Diante de tantos demônios, Scorsese penou para lidar com os seus. Afundado na cocaína no fim da década de 70, foi tirado do buraco pelo ator Robert De Niro com o argumento de que só ele poderia dirigir um roteiro sobre o autodestrutivo boxeador Jake LaMotta. Era Touro Indomável, e De Niro sabia que o amigo renovaria energias com a trama densa e sombria.

“É preciso ser cruel para ser artista,” diz o biografado. Scorsese magoou muita gente. Nunca desejou se casar, mas graças à formação católica acreditava que com uma mulher ao lado adquiriria segurança. Foram quatro casamentos, entre eles um com a atriz Isabella Rossellini, até encontrar a paz no amor com Helen Schermerhorn Morris, em 1999.

A ex-produtora de televisão é mãe de Francesca, de 25 anos, a terceira filha do cineasta e a única a quem realmente se dedicou. Helen convive com o Parkinson há mais de duas décadas, e sua intimidade é flagrada em cenas pungentes do documentário.  

Em um dos depoimentos mais fortes, Domenica Cameron-Scorsese, de 49 anos, a filha do meio, afirma que decidiu trabalhar com cinema para fazer parte da vida do pai. “Meu pai ama os atores, e quando encontra um colaborador fiel eles são mais que família,” diz a atriz, que participou de Cabo do Medo (1991) e A Época da Inocência (1993).

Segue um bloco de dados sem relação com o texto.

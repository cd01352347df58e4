//! Search configuration, operations, and the per-mode candidate structs.

use allclear_core::{PieceType, RotateType};
use serde::{Deserialize, Serialize};
use thiserror::Error;

#[derive(Debug, Error)]
pub enum FinderError {
    #[error("illegal search type: value={0}")]
    IllegalSearchType(i32),
    #[error("thread pool: {0}")]
    Pool(#[from] rayon::ThreadPoolBuildError),
}

/// Which record lattice drives the search.
#[derive(Clone, Copy, PartialEq, Eq, Debug)]
pub enum SearchKind {
    /// No softdrop is top priority.
    Fast,
    /// T-spin attack is top priority, minis score nothing.
    TSpin,
    /// All-spin attack is top priority, minis scored as regular attack.
    AllSpins,
    /// All-spin attack is top priority, minis score nothing.
    AllSpinsNoMini,
    /// TETR.IO Season 2 composite scoring.
    TetrioS2,
}

impl SearchKind {
    pub fn from_code(code: i32) -> Result<SearchKind, FinderError> {
        match code {
            0 => Ok(SearchKind::Fast),
            1 => Ok(SearchKind::TSpin),
            2 => Ok(SearchKind::AllSpins),
            3 => Ok(SearchKind::AllSpinsNoMini),
            4 => Ok(SearchKind::TetrioS2),
            _ => Err(FinderError::IllegalSearchType(code)),
        }
    }

    pub(crate) fn always_regular_attack(self) -> bool {
        matches!(self, SearchKind::AllSpins | SearchKind::TetrioS2)
    }
}

/// One committed placement.
#[derive(Clone, Copy, PartialEq, Eq, PartialOrd, Ord, Debug, Serialize, Deserialize)]
pub struct Operation {
    pub piece: PieceType,
    pub rotate: RotateType,
    pub x: i32,
    pub y: i32,
}

impl Operation {
    pub(crate) const PLACEHOLDER: Operation = Operation {
        piece: PieceType::T,
        rotate: RotateType::Spawn,
        x: -1,
        y: -1,
    };
}

pub type Solution = Vec<Operation>;

/// Per-invocation search settings shared by every node.
#[derive(Clone, Copy, Debug)]
pub struct Configure<'a> {
    pub pieces: &'a [PieceType],
    pub max_depth: usize,
    pub fast_search_start_depth: usize,
    pub hold_allowed: bool,
    pub least_line_clears: bool,
    pub always_regular_attack: bool,
    /// Bit per piece (bit 7 = empty hold) marking hold states that enable a
    /// follow-up two-line PC. 0xFF means no preference.
    pub last_hold_priority: u8,
}

/// Accessors the kernel needs from any candidate variant.
pub(crate) trait CandidateState {
    fn depth(&self) -> usize;
    fn left_line(&self) -> u32;
    fn current_index(&self) -> usize;
    fn hold_index(&self) -> Option<usize>;
    fn hold_count(&self) -> i32;
}

macro_rules! impl_candidate_state {
    ($name:ident) => {
        impl CandidateState for $name {
            fn depth(&self) -> usize {
                self.depth
            }
            fn left_line(&self) -> u32 {
                self.left_line
            }
            fn current_index(&self) -> usize {
                self.current_index
            }
            fn hold_index(&self) -> Option<usize> {
                self.hold_index
            }
            fn hold_count(&self) -> i32 {
                self.hold_count
            }
        }
    };
}

#[derive(Clone, Copy, Debug)]
pub(crate) struct FastCandidate {
    pub current_index: usize,
    pub hold_index: Option<usize>,
    pub left_line: u32,
    pub depth: usize,
    pub softdrop_count: i32,
    pub hold_count: i32,
    pub line_clear_count: i32,
    pub current_combo: i32,
    pub max_combo: i32,
    pub frames: i32,
}

#[derive(Clone, Copy, Debug)]
pub(crate) struct TSpinCandidate {
    pub current_index: usize,
    pub hold_index: Option<usize>,
    pub left_line: u32,
    pub depth: usize,
    pub softdrop_count: i32,
    pub hold_count: i32,
    pub line_clear_count: i32,
    pub current_combo: i32,
    pub max_combo: i32,
    pub t_spin_attack: i32,
    pub b2b: bool,
    pub left_num_of_t: i32,
    pub frames: i32,
}

#[derive(Clone, Copy, Debug)]
pub(crate) struct AllSpinsCandidate {
    pub current_index: usize,
    pub hold_index: Option<usize>,
    pub left_line: u32,
    pub depth: usize,
    pub softdrop_count: i32,
    pub hold_count: i32,
    pub line_clear_count: i32,
    pub current_combo: i32,
    pub max_combo: i32,
    pub spin_attack: i32,
    pub b2b: bool,
    pub frames: i32,
}

#[derive(Clone, Copy, Debug)]
pub(crate) struct TetrioS2Candidate {
    pub current_index: usize,
    pub hold_index: Option<usize>,
    pub left_line: u32,
    pub depth: usize,
    pub softdrop_count: i32,
    pub hold_count: i32,
    pub line_clear_count: i32,
    pub current_combo: i32,
    pub max_combo: i32,
    pub spin_attack: i32,
    /// Counts consecutive line-clearing placements, not a boolean carry.
    pub b2b: i32,
    pub is_clean: bool,
    pub is_flat_i: bool,
    pub frames: i32,
}

impl_candidate_state!(FastCandidate);
impl_candidate_state!(TSpinCandidate);
impl_candidate_state!(AllSpinsCandidate);
impl_candidate_state!(TetrioS2Candidate);

#[cfg(test)]
mod tests {
    use super::*;

    #[test]
    fn test_search_kind_codes() {
        assert_eq!(SearchKind::from_code(0).unwrap(), SearchKind::Fast);
        assert_eq!(SearchKind::from_code(4).unwrap(), SearchKind::TetrioS2);
        assert!(SearchKind::from_code(5).is_err());
        assert!(SearchKind::from_code(-1).is_err());
    }

    #[test]
    fn test_regular_attack_mapping() {
        assert!(SearchKind::AllSpins.always_regular_attack());
        assert!(SearchKind::TetrioS2.always_regular_attack());
        assert!(!SearchKind::AllSpinsNoMini.always_regular_attack());
        assert!(!SearchKind::TSpin.always_regular_attack());
    }
}
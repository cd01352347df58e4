//! Landing descriptors produced by move generation.

use serde::{Deserialize, Serialize};

use crate::field::Field;
use crate::types::RotateType;

/// One legal landing: the piece's reference point and whether a straight
/// drop reaches it (no softdrop input needed).
#[derive(Clone, Copy, PartialEq, Eq, Debug, Serialize, Deserialize)]
pub struct Move {
    pub rotate: RotateType,
    pub x: i32,
    pub y: i32,
    pub harddrop: bool,
}

impl Move {
    pub fn new(rotate: RotateType, x: i32, y: i32, harddrop: bool) -> Move {
        Move {
            rotate,
            x,
            y,
            harddrop,
        }
    }
}

/// A landing plus its resulting field, used by the scored traversal.
#[derive(Clone)]
pub struct ScoredMove {
    pub field: Field,
    pub mv: Move,
    pub num_cleared: u32,
    pub score: i32,
}
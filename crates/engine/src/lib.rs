//! allclear-engine - move generation, rotate-end reachability, and spin
//! classification over the core bit-board.

mod frames;
mod movegen;
mod reachable;
mod spins;

pub use frames::frames;
pub use movegen::MoveGenerator;
pub use reachable::{RotateEnd, RotateEndReachable};
pub use spins::{allspin_attack, tspin_attack};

Os colegas Brian de Palma e Steven Spielberg contribuem com boas entrevistas. Sobre Os Bons Companheiros, Spielberg faz uma análise que traduz o estilo narrativo acelerado de Scorsese: “Filmes costumam ter quatro marchas, mas Os Bons Companheiros tem catorze”.

Entre as atrizes que comandou, Sharon Stone, protagonista de Cassino (1995), é a mais sincera. Ela revela que o diretor só dava atenção a De Niro e Joe Pesci e, naquele clube machista, ela se sentia excluída até intimá-lo para uma conversa que transformaria a relação dos dois.

Mesmo reconhecendo que Hollywood não é o seu lugar, Scorsese sobrevive a todas as fases da indústria há quase 60 anos. Consolidou prestígio no cinema independente, ficou deprimido ao ser escanteado por executivos que só valorizavam as bilheterias, e soube se associar a quem viabilizaria projetos ambiciosos, como Leonardo DiCaprio.

O jovem astro, recém-consagrado em Titanic (1998), foi a salvação para alavancar filmes esnobados devido aos altos orçamentos. O primeiro deles foi o épico Gangues de Nova York (2002), uma obsessão de Scorsese há mais de 20 anos. A parceria prosseguiu com Os Infiltrados (2006) e O Lobo de Wall Street (2013), colocando DiCaprio no lugar de favorito que pertencera a De Niro por 30 anos.

Obras biográficas raramente atingem uma imparcialidade que permita ao público acreditar que está diante de um retrato fiel. Neste caso, temos uma exceção.

O Lendário Martin Scorsese apresenta um sujeito cheio de fraquezas e contradições, mas que soube usar as adversidades a seu favor e se consagrou um dos maiores cineastas de todos os tempos.